From: Wu Fengguang on
On Mon, Jul 19, 2010 at 09:11:30PM +0800, Mel Gorman wrote:
> There are a number of cases where pages get cleaned but two of concern
> to this patch are;
> o When dirtying pages, processes may be throttled to clean pages if
> dirty_ratio is not met.
> o Pages belonging to inodes dirtied longer than
> dirty_writeback_centisecs get cleaned.
>
> The problem for reclaim is that dirty pages can reach the end of the LRU
> if pages are being dirtied slowly so that neither the throttling cleans
> them or a flusher thread waking periodically.
>
> Background flush is already cleaning old or expired inodes first but the
> expire time is too far in the future at the time of page reclaim. To mitigate
> future problems, this patch wakes flusher threads to clean 1.5 times the
> number of dirty pages encountered by reclaimers. The reasoning is that pages
> were being dirtied at a roughly constant rate recently so if N dirty pages
> were encountered in this scan block, we are likely to see roughly N dirty
> pages again soon so try keep the flusher threads ahead of reclaim.
>
> This is unfortunately very hand-wavy but there is not really a good way of
> quantifying how bad it is when reclaim encounters dirty pages other than
> "down with that sort of thing". Similarly, there is not an obvious way of
> figuring how what percentage of dirty pages are old in terms of LRU-age and
> should be cleaned.
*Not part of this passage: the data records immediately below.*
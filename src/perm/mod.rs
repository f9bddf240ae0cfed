// Copyright (C) 2025 Jeremy J. Carroll. See LICENSE for details.

//! Permutations of `{1, ..., n}`, the groups generated by transpositions,
//! and the charge statistic on words.
//!
//! Permutations are given in one line notation: `[3, 1, 2]` sends `1` to
//! `3`, `2` to `1` and `3` to `2`. Both the map and its inverse are kept so
//! that either can be read in constant time.
//!
//! # Examples
//!
//! ```
//! use tableau_tuples::perm::Permutation;
//!
//! let p = Permutation::from_word(vec![3, 1, 2]).unwrap();
//! assert_eq!(p.apply(1), 3);
//! assert_eq!(p.inverse().one_line(), &[2, 3, 1]);
//! assert_eq!(p.length(), 2);
//! assert_eq!(p.reduced_word_lexmin(), vec![2, 1]);
//! ```

mod group;
pub mod word;

pub use group::PermutationGroup;

use crate::error::{Result, TableauError};
use std::fmt;

/// A permutation in one line notation, with its inverse cached.
#[derive(Debug, Clone, PartialEq, Eq, Hash)]
pub struct Permutation {
    map: Vec<usize>,
    inv: Vec<usize>,
}

impl Permutation {
    pub fn identity(n: usize) -> Self {
        Self {
            map: (1..=n).collect(),
            inv: (1..=n).collect(),
        }
    }

    /// Validate a one line word: it must hold each of `1..=n` exactly once.
    pub fn from_word(word: Vec<usize>) -> Result<Self> {
        let n = word.len();
        let mut inv = vec![0; n];
        for (i, &v) in word.iter().enumerate() {
            if v == 0 || v > n || inv[v - 1] != 0 {
                return Err(TableauError::NotAPermutation(word));
            }
            inv[v - 1] = i + 1;
        }
        Ok(Self { map: word, inv })
    }

    /// The product of disjoint cycles, as a permutation of `1..=degree`.
    pub fn from_cycles(degree: usize, cycles: &[Vec<usize>]) -> Result<Self> {
        let mut map: Vec<usize> = (1..=degree).collect();
        let mut seen = vec![false; degree];
        for cycle in cycles {
            for (i, &a) in cycle.iter().enumerate() {
                let b = cycle[(i + 1) % cycle.len()];
                if a == 0 || a > degree || b == 0 || b > degree || seen[a - 1] {
                    return Err(TableauError::NotAPermutation(cycle.clone()));
                }
                seen[a - 1] = true;
                map[a - 1] = b;
            }
        }
        Self::from_word(map)
    }

    pub fn one_line(&self) -> &[usize] {
        &self.map
    }

    /// Number of points moved or fixed.
    pub fn degree(&self) -> usize {
        self.map.len()
    }

    /// Image of `i`; points beyond the degree are fixed.
    pub fn apply(&self, i: usize) -> usize {
        match i.checked_sub(1).and_then(|k| self.map.get(k)) {
            Some(&image) => image,
            None => i,
        }
    }

    pub fn inverse(&self) -> Self {
        Self {
            map: self.inv.clone(),
            inv: self.map.clone(),
        }
    }

    /// `self ∘ other`: apply `other` first.
    pub fn compose(&self, other: &Self) -> Self {
        let n = self.degree().max(other.degree());
        let map: Vec<usize> = (1..=n).map(|i| self.apply(other.apply(i))).collect();
        let mut inv = vec![0; n];
        for (i, &v) in map.iter().enumerate() {
            inv[v - 1] = i + 1;
        }
        Self { map, inv }
    }

    /// The same permutation on `1..=n`, fixing the extra points.
    pub fn padded(&self, n: usize) -> Self {
        if n <= self.degree() {
            return self.clone();
        }
        let mut map = self.map.clone();
        let mut inv = self.inv.clone();
        map.extend(self.degree() + 1..=n);
        inv.extend(self.degree() + 1..=n);
        Self { map, inv }
    }

    pub fn is_identity(&self) -> bool {
        self.map.iter().enumerate().all(|(i, &v)| v == i + 1)
    }

    /// Number of inversions.
    pub fn length(&self) -> usize {
        let n = self.degree();
        (0..n)
            .map(|i| (i + 1..n).filter(|&j| self.map[i] > self.map[j]).count())
            .sum()
    }

    /// The lexicographically least reduced word, as indices of adjacent
    /// transpositions `s_i = (i, i+1)`.
    ///
    /// The word is read off the inverse: sort its one line notation by
    /// always swapping the leftmost adjacent descent.
    pub fn reduced_word_lexmin(&self) -> Vec<usize> {
        leftmost_descent_word(&self.inv)
    }
}

/// Bubble `one_line` into order by always swapping the leftmost descent,
/// recording the 1-based position of each swap.
pub(crate) fn leftmost_descent_word(one_line: &[usize]) -> Vec<usize> {
    let mut p = one_line.to_vec();
    let mut word = Vec::new();
    let mut i = 0;
    while i + 1 < p.len() {
        if p[i] > p[i + 1] {
            p.swap(i, i + 1);
            word.push(i + 1);
            // only the pair ending at the swap can have become a descent
            i = i.saturating_sub(1);
        } else {
            i += 1;
        }
    }
    word
}

impl fmt::Display for Permutation {
    /// One line notation, `[3, 1, 2]`.
    fn fmt(&self, f: &mut fmt::Formatter<'_>) -> fmt::Result {
        write!(f, "[")?;
        for (i, v) in self.map.iter().enumerate() {
            if i > 0 {
                write!(f, ", ")?;
            }
            write!(f, "{}", v)?;
        }
        write!(f, "]")
    }
}

impl TryFrom<Vec<usize>> for Permutation {
    type Error = TableauError;

    fn try_from(word: Vec<usize>) -> Result<Self> {
        Self::from_word(word)
    }
}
Ideally, the background flushers would only be cleaning
> pages belonging to the zone being scanned but it's not clear if this would
> be of benefit (less IO) or not (potentially less efficient IO if an inode
> is scattered across multiple zones).
>
> Signed-off-by: Mel Gorman <mel(a)csn.ul.ie>
> ---
> mm/vmscan.c | 18 +++++++++++-------
> 1 files changed, 11 insertions(+), 7 deletions(-)
>
> diff --git a/mm/vmscan.c b/mm/vmscan.c
> index bc50937..5763719 100644
> --- a/mm/vmscan.c
> +++ b/mm/vmscan.c
> @@ -806,6 +806,8 @@ restart_dirty:
> }
>
> if (PageDirty(page)) {
> + nr_dirty++;
> +
> /*
> * If the caller cannot writeback pages, dirty pages
> * are put on a separate list for cleaning by either
> @@ -814,7 +816,6 @@ restart_dirty:
> if (!reclaim_can_writeback(sc, page)) {
> list_add(&page->lru, &dirty_pages);
> unlock_page(page);
> - nr_dirty++;
> goto keep_dirty;
> }
>
> @@ -933,13 +934,16 @@ keep_dirty:
> VM_BUG_ON(PageLRU(page) || PageUnevictable(page));
> }
>
> + /*
> + * If reclaim is encountering dirty pages, it may be because
> + * dirty pages are reaching the end of the LRU even though
> + * the dirty_ratio may be satisified. In this case, wake
> + * flusher threads to pro-actively clean some pages
> + */
> + wakeup_flusher_threads(laptop_mode ? 0 : nr_dirty + nr_dirty / 2);

Ah it's very possible that nr_dirty==0 here! Then you are hitting the
number of dirty pages down to 0 whether or not pageout() is called.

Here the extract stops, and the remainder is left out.